Pull every line with "Clone" from the data below and copy it.
══════════════════════════════
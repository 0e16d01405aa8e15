//! Sequence descriptor: frame count and rational frame rate.

use std::fmt;
use std::str::FromStr;

use serde::{Deserialize, Serialize};

use crate::frames::{TrimError, TrimResult};

/// A rational frame rate (`num / den` frames per second).
///
/// Both parts are non-zero; deserialization goes through [`FrameRate::new`].
#[derive(Debug, Clone, Copy, PartialEq, Eq, Hash, Serialize, Deserialize)]
#[serde(try_from = "RawFrameRate")]
pub struct FrameRate {
    num: u64,
    den: u64,
}

#[derive(Deserialize)]
struct RawFrameRate {
    num: u64,
    den: u64,
}

impl TryFrom<RawFrameRate> for FrameRate {
    type Error = TrimError;

    fn try_from(raw: RawFrameRate) -> Result<Self, Self::Error> {
        Self::new(raw.num, raw.den)
    }
}

impl FrameRate {
    /// Create a frame rate, rejecting a zero numerator or denominator.
    pub fn new(num: u64, den: u64) -> TrimResult<Self> {
        if num == 0 || den == 0 {
            return Err(TrimError::InvalidSequence(format!(
                "frame rate {}/{} must have a non-zero numerator and denominator",
                num, den
            )));
        }
        Ok(Self { num, den })
    }

    pub fn num(&self) -> u64 {
        self.num
    }

    pub fn den(&self) -> u64 {
        self.den
    }
}

impl fmt::Display for FrameRate {
    fn fmt(&self, f: &mut fmt::Formatter<'_>) -> fmt::Result {
        write!(f, "{}/{}", self.num, self.den)
    }
}

impl FromStr for FrameRate {
    type Err = TrimError;

    /// Parse `"24000/1001"` or a plain integer such as `"25"`.
    fn from_str(s: &str) -> Result<Self, Self::Err> {
        let invalid = || TrimError::InvalidSequence(format!("invalid frame rate '{}'", s));

        let (num, den) = match s.trim().split_once('/') {
            Some((num, den)) => (num.trim(), den.trim()),
            None => (s.trim(), "1"),
        };
        let num = num.parse().map_err(|_| invalid())?;
        let den = den.parse().map_err(|_| invalid())?;
        Self::new(num, den)
    }
}

/// Length and frame rate of the sequence being cut.
///
/// This is all the engine needs to know about the source clip.
#[derive(Debug, Clone, Copy, PartialEq, Eq, Serialize, Deserialize)]
#[serde(try_from = "RawSequenceInfo")]
pub struct SequenceInfo {
    length: u64,
    fps: FrameRate,
}

#[derive(Deserialize)]
struct RawSequenceInfo {
    length: u64,
    fps: FrameRate,
}

impl TryFrom<RawSequenceInfo> for SequenceInfo {
    type Error = TrimError;

    fn try_from(raw: RawSequenceInfo) -> Result<Self, Self::Error> {
        Self::new(raw.length, raw.fps)
    }
}

impl SequenceInfo {
    /// Create a descriptor, rejecting empty sequences.
    pub fn new(length: u64, fps: FrameRate) -> TrimResult<Self> {
        if length == 0 {
            return Err(TrimError::InvalidSequence(
                "sequence must contain at least one frame".to_string(),
            ));
        }
        Ok(Self { length, fps })
    }

    /// Create a descriptor from a frame count and raw frame rate parts.
    pub fn from_parts(length: u64, fps_num: u64, fps_den: u64) -> TrimResult<Self> {
        Self::new(length, FrameRate::new(fps_num, fps_den)?)
    }

    /// Total number of frames (N).
    pub fn length(&self) -> u64 {
        self.length
    }

    pub fn fps(&self) -> FrameRate {
        self.fps
    }
}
══════════════════════════════
_Final answer_:
#[derive(Debug, Clone, Copy, PartialEq, Eq, Hash, Serialize, Deserialize)]
#[derive(Debug, Clone, Copy, PartialEq, Eq, Serialize, Deserialize)]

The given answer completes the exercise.